How To Write This In CPS? - f#

I'm trying to master continuation passing style (CPS) and am therefore reworking an example shown to me by Gary Short quite a while ago. I don't have his sample source code so I'm trying to rework his example from memory. Consider the following code:
let checkedDiv m n =
match n with
| 0.0 -> None
| _ -> Some(m/n)
let reciprocal r = checkedDiv 1.0 r
let resistance c1 c2 c3 =
(fun c1 -> if (reciprocal c1).IsSome then
(fun c2 -> if (reciprocal c2).IsSome then
(fun c3 -> if (reciprocal c3).IsSome then
Some((reciprocal c1).Value + (reciprocal c2).Value + (reciprocal c3).Value))));;
What I can't quite figure out is how to structure the resistance function.

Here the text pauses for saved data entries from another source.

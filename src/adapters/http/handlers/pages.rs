use actix_web::{HttpRequest, HttpResponse, http::StatusCode, web};
use serde::Deserialize;
use std::sync::Arc;

use super::get_claims;
use crate::adapters::http::errors::ApiError;
use crate::adapters::http::templates::{TemplateEngine, page_context};
use crate::application::users::GetProfileUseCase;
use crate::domain::identity::Destination;
use crate::domain::users::{UserError, mask_phone_number};

#[derive(Debug, Default, Deserialize)]
pub struct LoginPageQuery {
  #[serde(default)]
  pub confirmed: Option<String>,
  #[serde(default)]
  pub error: Option<String>,
}

#[derive(Debug, Default, Deserialize)]
pub struct ConfirmPageQuery {
  #[serde(default)]
  pub phone: Option<String>,
}

#[derive(Debug, Default, Deserialize)]
pub struct CompleteProfilePageQuery {
  #[serde(default)]
  pub name: Option<String>,
  #[serde(default)]
  pub email: Option<String>,
}

/// Landing page; forwards to login, keeping any query (e.g. `?error=auth_failed`)
pub async fn root_redirect(req: HttpRequest) -> HttpResponse {
  let location = match req.query_string() {
    "" => "/login".to_string(),
    query => format!("/login?{}", query),
  };

  HttpResponse::Found()
    .insert_header(("Location", location))
    .finish()
}

/// Render login page
pub async fn login_page(
  query: web::Query<LoginPageQuery>,
  templates: web::Data<TemplateEngine>,
) -> Result<HttpResponse, actix_web::Error> {
  let mut context = page_context("Sign in");

  if query.confirmed.is_some() {
    context.insert("notice", "Your account is confirmed. Sign in to continue.");
  }
  if query.error.as_deref() == Some("auth_failed") {
    context.insert("error", "Social sign-in failed. Please try again.");
  }

  templates.respond(StatusCode::OK, "pages/login.html.tera", &context)
}

/// Render sign-up page
pub async fn signup_page(
  templates: web::Data<TemplateEngine>,
) -> Result<HttpResponse, actix_web::Error> {
  let context = page_context("Create account");
  templates.respond(StatusCode::OK, "pages/signup.html.tera", &context)
}

/// Render the confirmation-code page
pub async fn confirm_page(
  query: web::Query<ConfirmPageQuery>,
  templates: web::Data<TemplateEngine>,
) -> Result<HttpResponse, actix_web::Error> {
  let mut context = page_context("Confirm account");
  context.insert("phone_number", query.phone.as_deref().unwrap_or_default());

  templates.respond(StatusCode::OK, "pages/confirm.html.tera", &context)
}

/// Render the complete-profile page (authenticated)
///
/// Name and email come from the query the sign-in redirect carried, falling
/// back to the identity claims.
pub async fn complete_profile_page(
  req: HttpRequest,
  query: web::Query<CompleteProfilePageQuery>,
  templates: web::Data<TemplateEngine>,
) -> Result<HttpResponse, actix_web::Error> {
  let claims = get_claims(&req)?;
  let query = query.into_inner();

  let mut context = page_context("Complete your profile");
  context.insert("name", &query.name.or(claims.name).unwrap_or_default());
  context.insert("email", &query.email.or(claims.email).unwrap_or_default());

  templates.respond(StatusCode::OK, "pages/complete_profile.html.tera", &context)
}

/// Render the profile page (authenticated)
pub async fn profile_page(
  req: HttpRequest,
  use_case: web::Data<Arc<GetProfileUseCase>>,
  templates: web::Data<TemplateEngine>,
) -> Result<HttpResponse, actix_web::Error> {
  let claims = get_claims(&req)?;

  let user = match use_case.execute(&claims.subject_id).await {
    Ok(user) => user,
    Err(UserError::NotFound) => {
      let destination = Destination::CompleteProfile {
        name: claims.name,
        email: claims.email,
      };
      return Ok(
        HttpResponse::Found()
          .insert_header(("Location", destination.location("")))
          .finish(),
      );
    }
    Err(e) => return Err(ApiError::from(e).into()),
  };

  let mut context = page_context("Your profile");
  context.insert("masked_phone", &mask_phone_number(&user.phone_number));
  context.insert("user", &user);

  templates.respond(StatusCode::OK, "pages/profile.html.tera", &context)
}

/// Render chat landing page (authenticated)
pub async fn chat_page(
  req: HttpRequest,
  templates: web::Data<TemplateEngine>,
) -> Result<HttpResponse, actix_web::Error> {
  let claims = get_claims(&req)?;

  let mut context = page_context("Chat");
  context.insert("name", &claims.name.unwrap_or_default());

  templates.respond(StatusCode::OK, "pages/chat.html.tera", &context)
}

I came up with this earlier:
let resistance r1 r2 r3 =
if (reciprocal r1).IsSome then
if (reciprocal r2).IsSome then
if (reciprocal r3).IsSome then
Some((reciprocal r1).Value + (reciprocal r2).Value + (reciprocal r3).Value)
else
None
else
None
else
None
but, of course, that's not using CPS--not to mention the fact that it seems really hacky and there's quite a bit of repeated code which also seems like a code smell.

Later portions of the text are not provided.